● Input records:
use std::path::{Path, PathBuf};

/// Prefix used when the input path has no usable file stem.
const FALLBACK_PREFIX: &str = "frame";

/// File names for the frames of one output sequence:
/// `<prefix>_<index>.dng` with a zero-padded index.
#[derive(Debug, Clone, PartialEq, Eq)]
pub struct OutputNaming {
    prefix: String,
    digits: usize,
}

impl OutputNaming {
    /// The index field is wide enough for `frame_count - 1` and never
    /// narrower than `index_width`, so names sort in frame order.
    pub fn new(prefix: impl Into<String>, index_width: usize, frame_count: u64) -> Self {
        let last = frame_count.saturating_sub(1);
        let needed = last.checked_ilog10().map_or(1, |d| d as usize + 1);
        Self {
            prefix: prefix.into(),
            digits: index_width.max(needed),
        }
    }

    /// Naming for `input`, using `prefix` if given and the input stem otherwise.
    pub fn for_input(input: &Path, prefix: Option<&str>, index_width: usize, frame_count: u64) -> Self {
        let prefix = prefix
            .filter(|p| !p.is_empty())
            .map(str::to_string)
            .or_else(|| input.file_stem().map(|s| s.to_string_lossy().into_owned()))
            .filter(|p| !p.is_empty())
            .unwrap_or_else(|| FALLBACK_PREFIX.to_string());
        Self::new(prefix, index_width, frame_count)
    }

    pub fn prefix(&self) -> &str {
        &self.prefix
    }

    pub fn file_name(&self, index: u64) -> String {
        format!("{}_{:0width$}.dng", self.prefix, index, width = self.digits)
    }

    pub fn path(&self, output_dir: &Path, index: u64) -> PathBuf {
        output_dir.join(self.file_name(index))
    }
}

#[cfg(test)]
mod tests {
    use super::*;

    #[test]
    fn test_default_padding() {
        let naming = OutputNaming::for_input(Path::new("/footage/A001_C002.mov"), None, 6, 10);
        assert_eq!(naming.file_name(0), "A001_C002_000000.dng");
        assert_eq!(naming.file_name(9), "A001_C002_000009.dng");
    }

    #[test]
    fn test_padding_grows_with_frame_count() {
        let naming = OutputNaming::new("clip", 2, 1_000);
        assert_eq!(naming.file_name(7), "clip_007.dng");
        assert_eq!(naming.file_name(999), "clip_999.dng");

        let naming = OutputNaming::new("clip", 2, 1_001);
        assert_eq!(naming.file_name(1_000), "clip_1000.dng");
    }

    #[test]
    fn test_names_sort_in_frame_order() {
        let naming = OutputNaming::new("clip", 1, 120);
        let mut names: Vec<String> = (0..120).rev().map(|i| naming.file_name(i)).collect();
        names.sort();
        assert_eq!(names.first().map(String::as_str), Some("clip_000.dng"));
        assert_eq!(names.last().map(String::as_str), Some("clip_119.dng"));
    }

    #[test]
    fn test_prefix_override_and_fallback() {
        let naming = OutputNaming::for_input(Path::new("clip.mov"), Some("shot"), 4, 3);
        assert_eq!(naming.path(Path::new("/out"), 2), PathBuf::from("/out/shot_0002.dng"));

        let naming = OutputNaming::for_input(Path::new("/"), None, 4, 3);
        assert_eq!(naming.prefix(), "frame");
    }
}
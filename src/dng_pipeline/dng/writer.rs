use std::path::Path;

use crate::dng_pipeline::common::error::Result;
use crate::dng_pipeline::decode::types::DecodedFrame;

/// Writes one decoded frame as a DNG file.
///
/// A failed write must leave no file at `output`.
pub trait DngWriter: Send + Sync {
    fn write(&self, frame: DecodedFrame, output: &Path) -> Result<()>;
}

● What to do:
Copy out the lines above exactly, beginning at the one that contains "pub fn prefix(&self)" and ending at the one that contains "None, 4, 3);".

● Task result:
    pub fn prefix(&self) -> &str {
        &self.prefix
    }

    pub fn file_name(&self, index: u64) -> String {
        format!("{}_{:0width$}.dng", self.prefix, index, width = self.digits)
    }

    pub fn path(&self, output_dir: &Path, index: u64) -> PathBuf {
        output_dir.join(self.file_name(index))
    }
}

#[cfg(test)]
mod tests {
    use super::*;

    #[test]
    fn test_default_padding() {
        let naming = OutputNaming::for_input(Path::new("/footage/A001_C002.mov"), None, 6, 10);
        assert_eq!(naming.file_name(0), "A001_C002_000000.dng");
        assert_eq!(naming.file_name(9), "A001_C002_000009.dng");
    }

    #[test]
    fn test_padding_grows_with_frame_count() {
        let naming = OutputNaming::new("clip", 2, 1_000);
        assert_eq!(naming.file_name(7), "clip_007.dng");
        assert_eq!(naming.file_name(999), "clip_999.dng");

        let naming = OutputNaming::new("clip", 2, 1_001);
        assert_eq!(naming.file_name(1_000), "clip_1000.dng");
    }

    #[test]
    fn test_names_sort_in_frame_order() {
        let naming = OutputNaming::new("clip", 1, 120);
        let mut names: Vec<String> = (0..120).rev().map(|i| naming.file_name(i)).collect();
        names.sort();
        assert_eq!(names.first().map(String::as_str), Some("clip_000.dng"));
        assert_eq!(names.last().map(String::as_str), Some("clip_119.dng"));
    }

    #[test]
    fn test_prefix_override_and_fallback() {
        let naming = OutputNaming::for_input(Path::new("clip.mov"), Some("shot"), 4, 3);
        assert_eq!(naming.path(Path::new("/out"), 2), PathBuf::from("/out/shot_0002.dng"));

        let naming = OutputNaming::for_input(Path::new("/"), None, 4, 3);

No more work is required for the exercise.